The so-called ‘Uncles from the Background’ appointed a person to this position who, in 1991, not only indirectly, but actively, through political action and voting, opposed any measures used in the defence of Slovenia against the YPA aggression. “I am not a member of the LDS political party, but I share the same thoughts and views with Roman Jakič,” said YPA Colonel Milan Aksentijević at the assembly, after they obstructed defence preparations together at an utmost critical time. The second chapter of this almanac contains many actual examples of measures obstructing independence, bearing the signature of Roman Jakič and his supporters from the left-wing opposition. If only a few of their amendments to key defence legislation had been adopted, Slovenia would not have been able to successfully defend itself against the aggression of the YPA in June 1991.

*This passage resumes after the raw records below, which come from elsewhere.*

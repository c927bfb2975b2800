//! Field resolution engine
//!
//! Each output field is an ordered table of [`Rule`]s. A rule reads one
//! [`Probe`] from the document and vets the raw value; the first rule that
//! yields a value wins. The engine is backend-agnostic: it only sees the
//! [`Dom`] capability.

use url::Url;

use crate::dom::{Dom, Probe};
use crate::metadata::PageMetadata;
use crate::url_shape::{NormalizedUrl, is_web_url, strip_www};

/// How a raw, non-empty probe value becomes a field value
#[derive(Debug, Clone, Copy, PartialEq, Eq)]
pub enum Check {
    /// Accept as-is
    Present,
    /// Must pass the URL shape heuristic
    WebUrl,
    /// Rewrite scheme-less values onto the request origin, then shape-check
    OriginRelativeWebUrl,
    /// Resolve against the request URL; the result must be absolute
    AbsoluteHref,
    /// Resolve against the request URL and reduce to the bare hostname
    Hostname,
}

#[derive(Debug, Clone, Copy)]
pub struct Rule {
    pub probe: Probe,
    pub check: Check,
}

const fn rule(probe: Probe, check: Check) -> Rule {
    Rule { probe, check }
}

pub const TITLE_RULES: &[Rule] = &[
    rule(Probe::attr(r#"meta[property="og:title"]"#, "content"), Check::Present),
    rule(Probe::text("title"), Check::Present),
    rule(Probe::inner_html("h1"), Check::Present),
    rule(Probe::inner_html("h2"), Check::Present),
];

pub const DESCRIPTION_RULES: &[Rule] = &[
    rule(Probe::attr(r#"meta[property="og:description"]"#, "content"), Check::Present),
    rule(
        Probe::attr(
            r#"meta[name="twitter:description"], meta[property="twitter:description"]"#,
            "content",
        ),
        Check::Present,
    ),
    rule(Probe::attr(r#"meta[name="description"]"#, "content"), Check::Present),
    rule(Probe::visible_leaf_text("p"), Check::Present),
];

pub const IMAGE_RULES: &[Rule] = &[
    rule(Probe::attr(r#"meta[property="og:image:secure_url"]"#, "content"), Check::WebUrl),
    rule(Probe::attr(r#"meta[property="og:image"]"#, "content"), Check::WebUrl),
    rule(Probe::attr(r#"link[rel="image_src"]"#, "href"), Check::WebUrl),
    rule(
        Probe::attr(
            r#"meta[name="twitter:image"], meta[property="twitter:image"]"#,
            "content",
        ),
        Check::WebUrl,
    ),
    rule(Probe::attr("img", "src"), Check::OriginRelativeWebUrl),
];

pub const DOMAIN_RULES: &[Rule] = &[
    rule(Probe::attr(r#"link[rel="canonical"]"#, "href"), Check::Hostname),
    rule(Probe::attr(r#"meta[property="og:url"]"#, "content"), Check::Hostname),
];

pub const FAVICON_RULES: &[Rule] = &[
    rule(Probe::attr(r#"link[rel="shortcut icon"]"#, "href"), Check::AbsoluteHref),
    rule(Probe::attr(r#"link[rel="icon"]"#, "href"), Check::AbsoluteHref),
];

pub const SITE_NAME_RULES: &[Rule] = &[rule(
    Probe::attr(r#"meta[property="og:site_name"]"#, "content"),
    Check::Present,
)];

/// Every probe any field may read, in table order
///
/// The rendered backend answers exactly this list in one in-page evaluation.
pub fn all_probes() -> Vec<Probe> {
    [
        TITLE_RULES,
        DESCRIPTION_RULES,
        IMAGE_RULES,
        DOMAIN_RULES,
        FAVICON_RULES,
        SITE_NAME_RULES,
    ]
    .into_iter()
    .flatten()
    .map(|rule| rule.probe)
    .collect()
}

/// Resolve all six fields from a document snapshot
///
/// Pure: reads the document and the request URL, touches nothing else.
pub fn resolve(dom: &dyn Dom, request_url: &NormalizedUrl) -> PageMetadata {
    let field = |rules: &[Rule]| first_match(dom, rules, request_url);

    PageMetadata {
        title: field(TITLE_RULES),
        description: field(DESCRIPTION_RULES),
        image: field(IMAGE_RULES),
        domain: field(DOMAIN_RULES).unwrap_or_else(|| request_url.bare_host()),
        favicon: field(FAVICON_RULES),
        site_name: field(SITE_NAME_RULES),
    }
}

fn first_match(dom: &dyn Dom, rules: &[Rule], request_url: &NormalizedUrl) -> Option<String> {
    rules.iter().find_map(|rule| {
        let raw = dom.read(&rule.probe).filter(|value| !value.is_empty())?;
        apply_check(rule.check, raw, request_url)
    })
}

fn apply_check(check: Check, raw: String, request_url: &NormalizedUrl) -> Option<String> {
    match check {
        Check::Present => Some(raw),
        Check::WebUrl => is_web_url(&raw).then_some(raw),
        Check::OriginRelativeWebUrl => {
            let candidate = absolutize_against_origin(&raw, request_url);
            is_web_url(&candidate).then_some(candidate)
        }
        Check::AbsoluteHref => request_url.url().join(&raw).ok().map(String::from),
        Check::Hostname => request_url
            .url()
            .join(&raw)
            .ok()
            .as_ref()
            .and_then(Url::host_str)
            .filter(|host| !host.is_empty())
            .map(strip_www),
    }
}

/// `{origin}/{src}` for values without a `//` separator, otherwise unchanged
fn absolutize_against_origin(src: &str, request_url: &NormalizedUrl) -> String {
    if src.contains("//") {
        src.to_string()
    } else {
        format!("{}/{}", request_url.origin(), src.trim_start_matches('/'))
    }
}

#[cfg(test)]
mod tests {
    use super::*;
    use crate::dom::StaticDom;
    use crate::url_shape::normalize;

    fn resolve_html(html: &str, url: &str) -> PageMetadata {
        let dom = StaticDom::parse(html);
        resolve(&dom, &normalize(url).unwrap())
    }

    #[test]
    fn og_title_wins_over_every_other_title_source() {
        let meta = resolve_html(
            r#"<html><head><meta property="og:title" content="OG Title">
               <title>Doc Title</title></head>
               <body><h1>H1</h1><h2>H2</h2></body></html>"#,
            "https://example.com",
        );
        assert_eq!(meta.title.as_deref(), Some("OG Title"));
    }

    #[test]
    fn title_falls_through_empty_sources_to_headings() {
        let meta = resolve_html(
            r#"<html><head><meta property="og:title" content=""><title></title></head>
               <body><h2>Second</h2><h1>First <b>bold</b></h1></body></html>"#,
            "https://example.com",
        );
        assert_eq!(meta.title.as_deref(), Some("First <b>bold</b>"));
    }

    #[test]
    fn title_is_absent_not_empty_when_no_source_exists() {
        let meta = resolve_html("<html><body><p></p></body></html>", "https://example.com");
        assert_eq!(meta.title, None);
    }

    #[test]
    fn description_priority_order() {
        let both = resolve_html(
            r#"<head><meta name="description" content="meta">
               <meta name="twitter:description" content="twitter"></head>"#,
            "https://example.com",
        );
        assert_eq!(both.description.as_deref(), Some("twitter"));

        let paragraph_only = resolve_html(
            "<body><p><a>link</a></p><p>Leaf paragraph</p></body>",
            "https://example.com",
        );
        assert_eq!(paragraph_only.description.as_deref(), Some("Leaf paragraph"));
    }

    #[test]
    fn og_description_beats_twitter_description() {
        let meta = resolve_html(
            r#"<head><meta name="twitter:description" content="twitter">
               <meta property="og:description" content="og">
               <meta name="description" content="meta"></head>"#,
            "https://example.com",
        );
        assert_eq!(meta.description.as_deref(), Some("og"));
    }

    #[test]
    fn invalid_og_image_falls_through_to_image_src_link() {
        let meta = resolve_html(
            r#"<head><meta property="og:image" content="not-a-url">
               <link rel="image_src" href="https://a.example.com/x.png">
               <meta name="twitter:image" content="https://t.example.com/y.png"></head>
               <body><img src="/z.png"></body>"#,
            "https://example.com",
        );
        assert_eq!(meta.image.as_deref(), Some("https://a.example.com/x.png"));
    }

    #[test]
    fn invalid_image_src_falls_through_to_twitter_image_before_img() {
        let meta = resolve_html(
            r#"<head><link rel="image_src" href="/relative.png">
               <meta property="twitter:image" content="https://t.example.com/y.png"></head>
               <body><img src="/z.png"></body>"#,
            "https://example.com",
        );
        assert_eq!(meta.image.as_deref(), Some("https://t.example.com/y.png"));
    }

    #[test]
    fn invalid_og_image_falls_through_to_next_candidate() {
        let meta = resolve_html(
            r#"<head><meta property="og:image:secure_url" content="//cdn.example.com/a.png">
               <meta property="og:image" content="https://cdn.example.com/b.png"></head>
               <body><img src="/c.png"></body>"#,
            "https://example.com",
        );
        assert_eq!(meta.image.as_deref(), Some("https://cdn.example.com/b.png"));
    }

    #[test]
    fn relative_img_is_rewritten_onto_request_origin() {
        let meta = resolve_html(
            r#"<body><img src="/logo.png"><img src="/other.png"></body>"#,
            "https://example.com/article",
        );
        assert_eq!(meta.image.as_deref(), Some("https://example.com/logo.png"));

        let no_slash = resolve_html(
            r#"<body><img src="images/a.png"></body>"#,
            "https://example.com/blog/post",
        );
        assert_eq!(no_slash.image.as_deref(), Some("https://example.com/images/a.png"));
    }

    #[test]
    fn protocol_relative_img_is_not_rewritten_and_fails_validation() {
        let meta = resolve_html(
            r#"<body><img src="//cdn.example.com/a.png"></body>"#,
            "https://example.com",
        );
        assert_eq!(meta.image, None);
    }

    #[test]
    fn domain_falls_back_to_request_host_without_www() {
        let meta = resolve_html("<html></html>", "https://www.example.com/page");
        assert_eq!(meta.domain, "example.com");
    }

    #[test]
    fn domain_prefers_canonical_then_og_url() {
        let canonical = resolve_html(
            r#"<head><link rel="canonical" href="https://www.canonical.org/x">
               <meta property="og:url" content="https://og.net/y"></head>"#,
            "https://example.com",
        );
        assert_eq!(canonical.domain, "canonical.org");

        let og_url = resolve_html(
            r#"<head><meta property="og:url" content="https://og.net/y"></head>"#,
            "https://example.com",
        );
        assert_eq!(og_url.domain, "og.net");
    }

    #[test]
    fn relative_canonical_resolves_to_request_host() {
        let meta = resolve_html(
            r#"<head><link rel="canonical" href="/story/1"></head>"#,
            "http://www.news.example.com/story/1?ref=x",
        );
        assert_eq!(meta.domain, "news.example.com");
    }

    #[test]
    fn favicon_prefers_shortcut_icon_and_is_absolute() {
        let meta = resolve_html(
            r#"<head><link rel="icon" href="/icon.png">
               <link rel="shortcut icon" href="/favicon.ico"></head>"#,
            "https://example.com/a/b",
        );
        assert_eq!(meta.favicon.as_deref(), Some("https://example.com/favicon.ico"));

        let icon_only = resolve_html(
            r#"<head><link rel="icon" href="https://static.example.com/i.png"></head>"#,
            "https://example.com",
        );
        assert_eq!(
            icon_only.favicon.as_deref(),
            Some("https://static.example.com/i.png")
        );
    }

    #[test]
    fn whitespace_is_returned_untouched() {
        let meta = resolve_html(
            r#"<head><meta property="og:site_name" content="  Example  "></head>"#,
            "https://example.com",
        );
        assert_eq!(meta.site_name.as_deref(), Some("  Example  "));
    }

    #[test]
    fn complete_page_resolves_every_field() {
        let meta = resolve_html(
            r#"<head>
                 <meta property="og:title" content="T">
                 <meta property="og:description" content="D">
                 <meta property="og:image" content="https://example.com/i.png">
                 <meta property="og:site_name" content="S">
                 <link rel="icon" href="/f.ico">
               </head>"#,
            "https://example.com",
        );
        assert!(meta.is_complete());
    }

    #[test]
    fn probe_list_covers_every_rule() {
        let probes = all_probes();
        let rule_count = TITLE_RULES.len()
            + DESCRIPTION_RULES.len()
            + IMAGE_RULES.len()
            + DOMAIN_RULES.len()
            + FAVICON_RULES.len()
            + SITE_NAME_RULES.len();
        assert_eq!(probes.len(), rule_count);
        assert_eq!(probes[0], TITLE_RULES[0].probe);
    }
}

Instead of operetta, real military power
This was also the fundamental purpose of destroying all efforts of Slovenia to establish an effective defence system that would be able to withstand the expected and decisive attempt of Belgrade to prevent our independence by force. This is demonstrated in dozens of documents in the White Book of Slovenian Independence. These include the efforts of the Slovenian communist policy of the YPA to disarm the TO, which Dr. Jože Pučnik and Ivan Oman quite rightly described as a betrayal of Slovenia, through the so-called Declaration for Peace, which demanded the rapid unilateral disarmament of Slovenia, and the behind-the-scenes contact with YPA generals and Belgrade politicians, about whom the public learns new information every now and then when the Belgrade archives open or when one of the participants writes a book of memoirs from the opposite side. It was only after a few years, when left-wing politicians tried their best to provide the aggressor general Konrad Kolšek with a Slovenian passport, that it became clear why the formal declaration of war with an ultimatum sent to Slovenia by General Kolšek on the morning of 27 June 1991, which was scattered in the form of leaflets by the YPA planes, was not addressed to the Supreme Commander and President of the Presidency Milan Kučan, but to Prime Minister Lojze Peterle, who under the then constitution virtually had no powers in the field of defence. Due to previous contacts and agreements, Kolšek and other aggressors apparently considered Milan Kučan as one of those that they could count on in the period after the “independence operetta”, when the Demos government would disintegrate due to the effect of a broken leadership and end up in military courts or in front of the firing squad.

Due to the high support of independence at the plebiscite and the otherwise positive mood towards independence of the Slovenian public – including a faction of members in left-wing parties, opponents of independence generally did not openly oppose it, but rather applied indirect tactics, which was reflected in the slogans that became popular in the spring of 1991, for example “Independence yes, but in a peaceful way.”, or “Independence yes, but without an army.”, or, “The will of the people expressed at the plebiscite must be realized, but only through negotiations and agreements.”, or: “Slovenes did not vote for war in the plebiscite!”, or: “Slovenia’s declaration of independence must go hand in hand with the immediate start of negotiations with other republics on a new confederal connection.”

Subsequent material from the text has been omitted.